» **WHAT YOU WILL DO**
Select all lines in the records that include "mapping".

*** GIVEN ENTRIES Section Begins ***

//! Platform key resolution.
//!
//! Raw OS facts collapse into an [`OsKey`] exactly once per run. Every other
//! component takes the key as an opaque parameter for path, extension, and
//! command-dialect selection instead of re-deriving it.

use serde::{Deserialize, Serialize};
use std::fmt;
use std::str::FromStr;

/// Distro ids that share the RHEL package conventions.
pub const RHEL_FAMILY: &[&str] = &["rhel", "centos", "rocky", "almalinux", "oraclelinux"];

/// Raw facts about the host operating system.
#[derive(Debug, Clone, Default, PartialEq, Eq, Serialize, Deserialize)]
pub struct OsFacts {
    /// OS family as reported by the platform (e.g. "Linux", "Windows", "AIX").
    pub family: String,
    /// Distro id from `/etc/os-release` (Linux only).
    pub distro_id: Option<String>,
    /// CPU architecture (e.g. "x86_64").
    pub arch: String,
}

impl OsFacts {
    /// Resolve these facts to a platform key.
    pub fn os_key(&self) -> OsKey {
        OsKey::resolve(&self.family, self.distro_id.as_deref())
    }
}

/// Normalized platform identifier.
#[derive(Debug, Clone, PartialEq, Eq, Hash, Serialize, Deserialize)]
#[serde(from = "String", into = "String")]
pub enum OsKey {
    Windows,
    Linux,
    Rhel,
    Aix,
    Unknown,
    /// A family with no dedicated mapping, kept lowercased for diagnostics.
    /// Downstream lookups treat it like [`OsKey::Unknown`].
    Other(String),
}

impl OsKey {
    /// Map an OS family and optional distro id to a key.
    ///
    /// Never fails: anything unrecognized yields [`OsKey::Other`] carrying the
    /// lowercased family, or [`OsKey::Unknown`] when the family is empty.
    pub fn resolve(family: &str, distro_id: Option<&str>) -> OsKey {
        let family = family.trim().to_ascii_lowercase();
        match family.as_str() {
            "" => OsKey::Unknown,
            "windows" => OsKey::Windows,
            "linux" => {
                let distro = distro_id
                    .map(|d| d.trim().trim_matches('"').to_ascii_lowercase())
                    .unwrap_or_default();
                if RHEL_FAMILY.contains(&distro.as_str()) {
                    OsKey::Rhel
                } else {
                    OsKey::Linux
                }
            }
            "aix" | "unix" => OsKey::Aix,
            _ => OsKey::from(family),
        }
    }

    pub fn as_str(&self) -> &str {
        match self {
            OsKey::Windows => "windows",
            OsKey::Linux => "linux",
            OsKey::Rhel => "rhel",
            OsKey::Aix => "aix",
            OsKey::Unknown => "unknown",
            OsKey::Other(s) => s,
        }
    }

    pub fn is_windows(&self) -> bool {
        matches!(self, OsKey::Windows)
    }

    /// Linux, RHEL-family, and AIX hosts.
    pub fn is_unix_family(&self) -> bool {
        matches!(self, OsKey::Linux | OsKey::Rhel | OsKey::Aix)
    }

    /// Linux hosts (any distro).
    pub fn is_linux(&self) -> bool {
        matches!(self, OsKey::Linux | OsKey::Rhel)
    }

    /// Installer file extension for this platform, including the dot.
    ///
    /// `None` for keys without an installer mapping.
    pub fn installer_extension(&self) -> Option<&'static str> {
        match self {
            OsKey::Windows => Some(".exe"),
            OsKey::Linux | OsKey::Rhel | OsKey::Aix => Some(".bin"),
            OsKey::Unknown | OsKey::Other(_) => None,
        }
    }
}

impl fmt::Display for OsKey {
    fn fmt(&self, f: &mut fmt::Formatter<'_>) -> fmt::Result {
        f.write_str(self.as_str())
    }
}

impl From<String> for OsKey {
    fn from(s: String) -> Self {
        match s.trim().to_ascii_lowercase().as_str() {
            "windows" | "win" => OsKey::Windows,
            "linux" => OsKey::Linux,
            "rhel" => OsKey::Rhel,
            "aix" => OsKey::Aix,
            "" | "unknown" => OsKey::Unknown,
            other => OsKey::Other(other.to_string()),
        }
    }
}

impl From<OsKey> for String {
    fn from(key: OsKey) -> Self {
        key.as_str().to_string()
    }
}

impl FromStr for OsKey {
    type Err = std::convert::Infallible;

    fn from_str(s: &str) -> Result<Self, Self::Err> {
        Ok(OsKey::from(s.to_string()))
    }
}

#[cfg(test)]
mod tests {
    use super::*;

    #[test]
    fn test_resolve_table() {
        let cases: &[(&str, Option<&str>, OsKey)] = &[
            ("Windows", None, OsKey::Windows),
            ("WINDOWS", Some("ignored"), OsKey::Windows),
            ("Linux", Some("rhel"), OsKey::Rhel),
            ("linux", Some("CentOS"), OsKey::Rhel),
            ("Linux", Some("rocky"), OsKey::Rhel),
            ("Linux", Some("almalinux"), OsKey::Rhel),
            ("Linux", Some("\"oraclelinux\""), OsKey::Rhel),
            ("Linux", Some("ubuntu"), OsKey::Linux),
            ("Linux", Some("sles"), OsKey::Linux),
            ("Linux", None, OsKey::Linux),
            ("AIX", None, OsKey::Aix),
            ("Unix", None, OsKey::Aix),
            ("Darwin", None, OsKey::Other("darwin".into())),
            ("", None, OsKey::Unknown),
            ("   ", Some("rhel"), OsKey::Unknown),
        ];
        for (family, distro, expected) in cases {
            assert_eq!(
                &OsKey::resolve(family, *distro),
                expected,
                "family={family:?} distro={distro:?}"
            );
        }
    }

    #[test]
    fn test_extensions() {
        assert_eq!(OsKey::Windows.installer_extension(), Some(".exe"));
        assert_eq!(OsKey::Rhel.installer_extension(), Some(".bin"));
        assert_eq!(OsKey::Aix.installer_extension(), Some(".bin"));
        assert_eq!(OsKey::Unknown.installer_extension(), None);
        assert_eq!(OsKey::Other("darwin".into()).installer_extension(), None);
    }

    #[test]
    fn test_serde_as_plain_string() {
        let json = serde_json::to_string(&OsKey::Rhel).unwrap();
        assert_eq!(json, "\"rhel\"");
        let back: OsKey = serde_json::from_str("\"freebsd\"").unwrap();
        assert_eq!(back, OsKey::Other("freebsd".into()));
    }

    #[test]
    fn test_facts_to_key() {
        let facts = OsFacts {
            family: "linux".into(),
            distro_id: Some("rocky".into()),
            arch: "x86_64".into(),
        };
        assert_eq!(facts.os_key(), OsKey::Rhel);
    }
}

*** GIVEN ENTRIES Section Ends ***
*** GIVEN ENTRIES Section Begins ***

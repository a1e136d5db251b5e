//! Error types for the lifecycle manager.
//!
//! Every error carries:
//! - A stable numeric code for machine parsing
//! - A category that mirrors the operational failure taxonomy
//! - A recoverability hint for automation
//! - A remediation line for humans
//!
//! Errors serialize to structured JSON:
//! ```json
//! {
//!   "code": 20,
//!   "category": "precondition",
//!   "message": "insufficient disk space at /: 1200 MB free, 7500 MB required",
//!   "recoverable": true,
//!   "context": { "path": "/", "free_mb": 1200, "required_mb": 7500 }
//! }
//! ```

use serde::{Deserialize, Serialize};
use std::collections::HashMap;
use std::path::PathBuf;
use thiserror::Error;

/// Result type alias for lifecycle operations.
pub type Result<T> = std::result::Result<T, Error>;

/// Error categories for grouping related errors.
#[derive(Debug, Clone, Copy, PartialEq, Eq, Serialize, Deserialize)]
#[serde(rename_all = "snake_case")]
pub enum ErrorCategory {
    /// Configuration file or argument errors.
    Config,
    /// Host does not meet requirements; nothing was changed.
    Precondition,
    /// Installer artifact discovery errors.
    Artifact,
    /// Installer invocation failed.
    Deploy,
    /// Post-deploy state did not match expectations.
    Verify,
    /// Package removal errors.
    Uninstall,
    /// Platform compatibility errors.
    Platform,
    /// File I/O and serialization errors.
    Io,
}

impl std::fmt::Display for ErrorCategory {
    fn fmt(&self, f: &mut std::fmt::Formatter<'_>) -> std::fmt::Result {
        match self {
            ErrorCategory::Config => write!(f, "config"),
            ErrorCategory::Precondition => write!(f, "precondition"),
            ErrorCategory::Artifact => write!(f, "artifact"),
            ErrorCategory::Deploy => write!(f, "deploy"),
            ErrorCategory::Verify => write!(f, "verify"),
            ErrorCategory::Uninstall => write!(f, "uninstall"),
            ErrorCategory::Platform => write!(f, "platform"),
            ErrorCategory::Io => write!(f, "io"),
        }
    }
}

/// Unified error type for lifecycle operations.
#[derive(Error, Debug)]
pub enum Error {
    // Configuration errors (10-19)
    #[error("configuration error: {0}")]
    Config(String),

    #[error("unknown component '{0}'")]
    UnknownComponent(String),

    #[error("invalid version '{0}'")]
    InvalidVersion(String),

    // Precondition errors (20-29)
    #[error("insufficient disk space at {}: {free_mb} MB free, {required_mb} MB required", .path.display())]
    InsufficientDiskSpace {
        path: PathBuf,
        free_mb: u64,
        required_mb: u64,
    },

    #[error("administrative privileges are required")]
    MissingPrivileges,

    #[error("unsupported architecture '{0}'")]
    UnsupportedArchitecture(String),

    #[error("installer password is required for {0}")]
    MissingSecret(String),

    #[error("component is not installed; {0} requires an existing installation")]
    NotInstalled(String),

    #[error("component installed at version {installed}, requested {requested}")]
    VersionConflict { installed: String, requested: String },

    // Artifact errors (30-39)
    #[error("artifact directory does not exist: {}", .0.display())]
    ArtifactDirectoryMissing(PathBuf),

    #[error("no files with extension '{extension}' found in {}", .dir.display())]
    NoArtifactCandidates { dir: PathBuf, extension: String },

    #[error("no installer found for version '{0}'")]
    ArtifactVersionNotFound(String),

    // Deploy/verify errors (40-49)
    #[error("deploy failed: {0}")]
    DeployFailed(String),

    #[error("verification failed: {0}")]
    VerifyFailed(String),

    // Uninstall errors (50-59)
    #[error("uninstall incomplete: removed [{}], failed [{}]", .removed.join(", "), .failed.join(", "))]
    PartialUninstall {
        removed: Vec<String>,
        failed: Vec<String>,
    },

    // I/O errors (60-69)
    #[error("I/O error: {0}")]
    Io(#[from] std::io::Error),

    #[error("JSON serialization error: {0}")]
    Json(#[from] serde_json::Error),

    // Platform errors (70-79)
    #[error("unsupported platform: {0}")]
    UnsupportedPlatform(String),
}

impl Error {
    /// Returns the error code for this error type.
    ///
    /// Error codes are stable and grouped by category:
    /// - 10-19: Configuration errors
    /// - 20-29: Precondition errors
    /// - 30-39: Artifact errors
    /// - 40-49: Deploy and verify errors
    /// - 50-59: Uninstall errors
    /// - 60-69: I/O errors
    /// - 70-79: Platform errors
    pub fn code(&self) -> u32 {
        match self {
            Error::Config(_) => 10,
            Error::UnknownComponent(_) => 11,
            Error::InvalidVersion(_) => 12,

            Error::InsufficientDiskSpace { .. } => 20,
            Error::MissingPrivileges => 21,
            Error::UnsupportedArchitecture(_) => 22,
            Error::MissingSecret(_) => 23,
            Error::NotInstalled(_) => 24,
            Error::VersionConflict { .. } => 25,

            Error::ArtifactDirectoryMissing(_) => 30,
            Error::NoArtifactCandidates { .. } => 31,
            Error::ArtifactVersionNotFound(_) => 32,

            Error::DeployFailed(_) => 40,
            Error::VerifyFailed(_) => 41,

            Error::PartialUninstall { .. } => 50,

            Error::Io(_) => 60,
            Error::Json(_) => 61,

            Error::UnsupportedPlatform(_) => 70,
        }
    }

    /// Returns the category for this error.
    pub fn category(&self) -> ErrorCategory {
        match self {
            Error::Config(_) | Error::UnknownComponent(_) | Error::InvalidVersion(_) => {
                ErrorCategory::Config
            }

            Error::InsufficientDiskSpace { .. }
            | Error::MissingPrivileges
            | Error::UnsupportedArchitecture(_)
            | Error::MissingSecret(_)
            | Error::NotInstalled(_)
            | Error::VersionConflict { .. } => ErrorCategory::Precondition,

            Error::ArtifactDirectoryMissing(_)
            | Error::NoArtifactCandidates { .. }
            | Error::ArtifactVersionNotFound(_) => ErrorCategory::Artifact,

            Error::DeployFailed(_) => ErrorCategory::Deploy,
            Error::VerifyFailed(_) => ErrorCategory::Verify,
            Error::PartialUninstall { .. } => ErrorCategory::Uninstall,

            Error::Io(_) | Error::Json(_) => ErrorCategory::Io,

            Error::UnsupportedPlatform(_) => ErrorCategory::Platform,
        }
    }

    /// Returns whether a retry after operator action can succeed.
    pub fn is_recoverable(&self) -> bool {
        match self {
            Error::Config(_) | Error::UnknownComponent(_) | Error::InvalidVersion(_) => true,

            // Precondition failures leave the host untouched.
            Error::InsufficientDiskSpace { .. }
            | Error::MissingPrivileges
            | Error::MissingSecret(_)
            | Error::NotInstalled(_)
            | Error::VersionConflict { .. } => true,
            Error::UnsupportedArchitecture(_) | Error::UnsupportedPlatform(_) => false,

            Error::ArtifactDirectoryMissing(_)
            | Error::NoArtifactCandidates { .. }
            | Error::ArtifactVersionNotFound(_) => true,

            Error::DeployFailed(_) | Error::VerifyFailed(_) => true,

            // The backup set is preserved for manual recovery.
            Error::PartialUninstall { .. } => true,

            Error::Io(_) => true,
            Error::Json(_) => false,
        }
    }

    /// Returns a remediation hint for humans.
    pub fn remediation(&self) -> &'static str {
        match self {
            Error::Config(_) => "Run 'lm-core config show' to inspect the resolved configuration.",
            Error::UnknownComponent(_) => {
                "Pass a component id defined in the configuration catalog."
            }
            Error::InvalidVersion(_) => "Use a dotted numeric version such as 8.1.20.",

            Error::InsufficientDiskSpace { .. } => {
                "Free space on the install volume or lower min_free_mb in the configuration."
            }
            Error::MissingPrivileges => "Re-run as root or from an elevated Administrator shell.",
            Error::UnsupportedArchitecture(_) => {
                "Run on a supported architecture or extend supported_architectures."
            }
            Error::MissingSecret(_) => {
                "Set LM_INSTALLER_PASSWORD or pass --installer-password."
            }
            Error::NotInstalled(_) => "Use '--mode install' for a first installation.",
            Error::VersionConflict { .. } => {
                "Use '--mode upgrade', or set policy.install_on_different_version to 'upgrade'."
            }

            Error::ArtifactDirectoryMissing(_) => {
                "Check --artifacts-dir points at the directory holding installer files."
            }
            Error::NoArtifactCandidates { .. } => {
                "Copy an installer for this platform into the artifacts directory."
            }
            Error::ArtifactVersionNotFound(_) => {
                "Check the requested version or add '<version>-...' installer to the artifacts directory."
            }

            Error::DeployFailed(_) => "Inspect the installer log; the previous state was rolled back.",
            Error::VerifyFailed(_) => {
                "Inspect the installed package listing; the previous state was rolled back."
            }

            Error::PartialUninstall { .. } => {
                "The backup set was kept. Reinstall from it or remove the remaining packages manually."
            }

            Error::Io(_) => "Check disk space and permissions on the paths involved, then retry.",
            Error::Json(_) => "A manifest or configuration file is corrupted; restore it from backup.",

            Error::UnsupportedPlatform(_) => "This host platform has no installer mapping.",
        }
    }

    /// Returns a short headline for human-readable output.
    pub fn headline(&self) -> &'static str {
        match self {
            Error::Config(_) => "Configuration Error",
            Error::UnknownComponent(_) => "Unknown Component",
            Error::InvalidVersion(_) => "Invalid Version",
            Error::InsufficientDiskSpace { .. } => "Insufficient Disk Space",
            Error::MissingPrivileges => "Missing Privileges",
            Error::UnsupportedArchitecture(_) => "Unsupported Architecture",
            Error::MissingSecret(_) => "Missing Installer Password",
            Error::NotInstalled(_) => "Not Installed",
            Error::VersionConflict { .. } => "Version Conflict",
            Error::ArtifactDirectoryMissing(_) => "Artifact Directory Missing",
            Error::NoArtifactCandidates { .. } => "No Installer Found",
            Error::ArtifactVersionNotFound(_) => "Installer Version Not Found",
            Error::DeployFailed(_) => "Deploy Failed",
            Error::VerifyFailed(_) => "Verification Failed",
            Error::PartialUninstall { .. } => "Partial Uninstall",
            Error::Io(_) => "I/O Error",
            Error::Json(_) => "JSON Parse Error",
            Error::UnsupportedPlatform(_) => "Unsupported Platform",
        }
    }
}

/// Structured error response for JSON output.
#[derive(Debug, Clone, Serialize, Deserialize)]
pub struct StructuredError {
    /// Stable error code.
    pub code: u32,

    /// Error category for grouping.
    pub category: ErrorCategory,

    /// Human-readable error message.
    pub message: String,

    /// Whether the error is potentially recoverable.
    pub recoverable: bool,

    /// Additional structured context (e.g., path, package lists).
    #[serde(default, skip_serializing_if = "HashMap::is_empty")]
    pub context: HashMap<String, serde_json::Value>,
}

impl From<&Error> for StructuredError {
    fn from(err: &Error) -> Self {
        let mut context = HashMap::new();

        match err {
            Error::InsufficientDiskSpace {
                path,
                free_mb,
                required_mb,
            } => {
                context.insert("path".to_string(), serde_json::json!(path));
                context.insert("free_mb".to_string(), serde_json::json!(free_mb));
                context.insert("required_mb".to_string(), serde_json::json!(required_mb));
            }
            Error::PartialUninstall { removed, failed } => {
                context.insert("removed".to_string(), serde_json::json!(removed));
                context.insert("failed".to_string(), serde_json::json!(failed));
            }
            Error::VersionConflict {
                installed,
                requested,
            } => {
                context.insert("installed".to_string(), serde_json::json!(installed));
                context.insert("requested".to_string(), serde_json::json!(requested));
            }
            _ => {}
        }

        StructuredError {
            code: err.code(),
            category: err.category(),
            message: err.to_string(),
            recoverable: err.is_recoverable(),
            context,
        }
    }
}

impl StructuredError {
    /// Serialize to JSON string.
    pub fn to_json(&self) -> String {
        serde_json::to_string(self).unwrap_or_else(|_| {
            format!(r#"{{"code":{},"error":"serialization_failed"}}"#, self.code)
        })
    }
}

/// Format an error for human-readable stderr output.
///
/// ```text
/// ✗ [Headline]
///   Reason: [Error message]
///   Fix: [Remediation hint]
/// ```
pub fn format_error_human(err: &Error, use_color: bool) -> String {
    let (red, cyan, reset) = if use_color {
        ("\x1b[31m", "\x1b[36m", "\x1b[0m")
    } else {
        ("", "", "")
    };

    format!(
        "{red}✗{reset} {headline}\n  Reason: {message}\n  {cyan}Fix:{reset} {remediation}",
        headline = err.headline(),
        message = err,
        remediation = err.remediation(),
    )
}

*** GIVEN ENTRIES Section Ends ***
*** GIVEN ENTRIES Section Begins ***

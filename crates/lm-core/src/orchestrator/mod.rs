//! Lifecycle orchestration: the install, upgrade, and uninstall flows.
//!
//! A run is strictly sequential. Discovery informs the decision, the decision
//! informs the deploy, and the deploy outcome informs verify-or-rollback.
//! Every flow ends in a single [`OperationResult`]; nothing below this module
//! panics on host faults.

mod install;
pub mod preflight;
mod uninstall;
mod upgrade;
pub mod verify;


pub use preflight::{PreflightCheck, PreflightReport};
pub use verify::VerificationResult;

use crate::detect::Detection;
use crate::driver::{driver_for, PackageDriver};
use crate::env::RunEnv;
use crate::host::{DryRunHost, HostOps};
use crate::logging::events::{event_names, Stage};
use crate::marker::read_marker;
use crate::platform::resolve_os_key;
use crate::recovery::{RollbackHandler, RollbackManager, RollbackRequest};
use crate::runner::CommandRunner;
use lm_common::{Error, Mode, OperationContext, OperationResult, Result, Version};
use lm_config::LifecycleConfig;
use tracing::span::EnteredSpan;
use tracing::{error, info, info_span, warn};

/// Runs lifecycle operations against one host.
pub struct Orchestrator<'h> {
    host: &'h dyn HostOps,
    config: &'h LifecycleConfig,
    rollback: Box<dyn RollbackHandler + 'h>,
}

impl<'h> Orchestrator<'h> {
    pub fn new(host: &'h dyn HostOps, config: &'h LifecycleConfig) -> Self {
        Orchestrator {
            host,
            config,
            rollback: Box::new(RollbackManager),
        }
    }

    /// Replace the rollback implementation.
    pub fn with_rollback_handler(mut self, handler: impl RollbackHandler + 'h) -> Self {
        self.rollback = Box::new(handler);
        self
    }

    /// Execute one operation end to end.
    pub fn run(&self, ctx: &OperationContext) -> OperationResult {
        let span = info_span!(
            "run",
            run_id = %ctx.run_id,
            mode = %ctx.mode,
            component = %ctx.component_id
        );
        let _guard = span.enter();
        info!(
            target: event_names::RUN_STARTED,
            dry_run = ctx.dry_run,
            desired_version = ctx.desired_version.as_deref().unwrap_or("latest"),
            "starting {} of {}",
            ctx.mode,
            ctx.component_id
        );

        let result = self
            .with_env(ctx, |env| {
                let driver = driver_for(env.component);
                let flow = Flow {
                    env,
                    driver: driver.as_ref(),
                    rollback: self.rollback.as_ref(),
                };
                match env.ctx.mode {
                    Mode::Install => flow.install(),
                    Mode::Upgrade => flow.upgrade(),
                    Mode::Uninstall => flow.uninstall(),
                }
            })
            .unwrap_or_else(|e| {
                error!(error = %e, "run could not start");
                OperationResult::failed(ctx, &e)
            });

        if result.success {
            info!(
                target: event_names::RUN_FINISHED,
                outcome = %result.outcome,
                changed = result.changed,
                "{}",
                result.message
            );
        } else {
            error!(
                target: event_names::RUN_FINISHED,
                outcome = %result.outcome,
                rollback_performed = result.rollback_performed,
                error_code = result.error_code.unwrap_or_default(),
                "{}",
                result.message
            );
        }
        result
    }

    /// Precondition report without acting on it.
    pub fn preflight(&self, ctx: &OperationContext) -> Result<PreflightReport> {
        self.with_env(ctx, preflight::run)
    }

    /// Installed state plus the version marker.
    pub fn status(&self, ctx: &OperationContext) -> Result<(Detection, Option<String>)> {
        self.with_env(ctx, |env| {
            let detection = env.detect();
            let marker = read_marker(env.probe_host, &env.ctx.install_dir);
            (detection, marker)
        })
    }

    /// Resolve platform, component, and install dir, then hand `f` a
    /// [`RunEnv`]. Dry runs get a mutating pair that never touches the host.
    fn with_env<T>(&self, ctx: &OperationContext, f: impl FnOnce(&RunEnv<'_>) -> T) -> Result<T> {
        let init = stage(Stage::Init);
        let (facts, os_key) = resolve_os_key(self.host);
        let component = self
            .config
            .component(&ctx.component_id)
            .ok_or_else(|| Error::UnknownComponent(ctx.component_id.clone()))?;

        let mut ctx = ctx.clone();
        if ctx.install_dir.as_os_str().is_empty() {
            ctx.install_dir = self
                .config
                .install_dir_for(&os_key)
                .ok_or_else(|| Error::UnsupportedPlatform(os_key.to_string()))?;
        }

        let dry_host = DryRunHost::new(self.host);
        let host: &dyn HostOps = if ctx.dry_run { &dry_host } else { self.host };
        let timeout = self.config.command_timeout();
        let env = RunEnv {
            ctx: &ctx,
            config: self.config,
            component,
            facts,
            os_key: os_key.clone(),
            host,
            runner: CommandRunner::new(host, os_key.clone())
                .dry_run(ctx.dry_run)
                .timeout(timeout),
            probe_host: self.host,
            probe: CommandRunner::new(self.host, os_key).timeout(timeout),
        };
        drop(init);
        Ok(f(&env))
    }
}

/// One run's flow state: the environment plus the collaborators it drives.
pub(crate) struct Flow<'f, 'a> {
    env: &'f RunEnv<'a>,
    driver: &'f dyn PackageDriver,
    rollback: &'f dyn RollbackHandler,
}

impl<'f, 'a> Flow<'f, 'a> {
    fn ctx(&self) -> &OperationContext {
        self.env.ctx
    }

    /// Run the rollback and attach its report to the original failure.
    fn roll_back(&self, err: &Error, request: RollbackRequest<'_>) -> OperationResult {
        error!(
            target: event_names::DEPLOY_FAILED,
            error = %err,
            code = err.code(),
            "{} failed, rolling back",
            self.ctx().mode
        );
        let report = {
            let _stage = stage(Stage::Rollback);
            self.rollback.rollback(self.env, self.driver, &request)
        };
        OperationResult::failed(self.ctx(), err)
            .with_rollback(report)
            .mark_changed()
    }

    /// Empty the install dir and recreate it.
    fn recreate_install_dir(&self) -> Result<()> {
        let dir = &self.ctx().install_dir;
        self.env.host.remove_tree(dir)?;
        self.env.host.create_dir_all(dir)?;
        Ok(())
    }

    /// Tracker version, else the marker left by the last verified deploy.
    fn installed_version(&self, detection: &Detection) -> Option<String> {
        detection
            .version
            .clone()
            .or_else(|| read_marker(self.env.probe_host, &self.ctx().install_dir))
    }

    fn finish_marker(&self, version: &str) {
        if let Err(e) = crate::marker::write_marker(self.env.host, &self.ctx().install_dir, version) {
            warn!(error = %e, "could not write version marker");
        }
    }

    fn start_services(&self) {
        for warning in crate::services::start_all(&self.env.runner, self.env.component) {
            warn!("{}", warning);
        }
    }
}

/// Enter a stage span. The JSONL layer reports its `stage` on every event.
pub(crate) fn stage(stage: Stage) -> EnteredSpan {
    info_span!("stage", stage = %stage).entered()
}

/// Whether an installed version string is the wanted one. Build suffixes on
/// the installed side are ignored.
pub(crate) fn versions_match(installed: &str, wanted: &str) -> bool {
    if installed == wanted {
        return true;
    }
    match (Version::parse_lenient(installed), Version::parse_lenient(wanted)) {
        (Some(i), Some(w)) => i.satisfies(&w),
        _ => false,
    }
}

*** GIVEN ENTRIES Section Ends ***

» **RESULT OF THIS TASK**
    /// A family with no dedicated mapping, kept lowercased for diagnostics.
    /// `None` for keys without an installer mapping.
            Error::UnsupportedPlatform(_) => "This host platform has no installer mapping.",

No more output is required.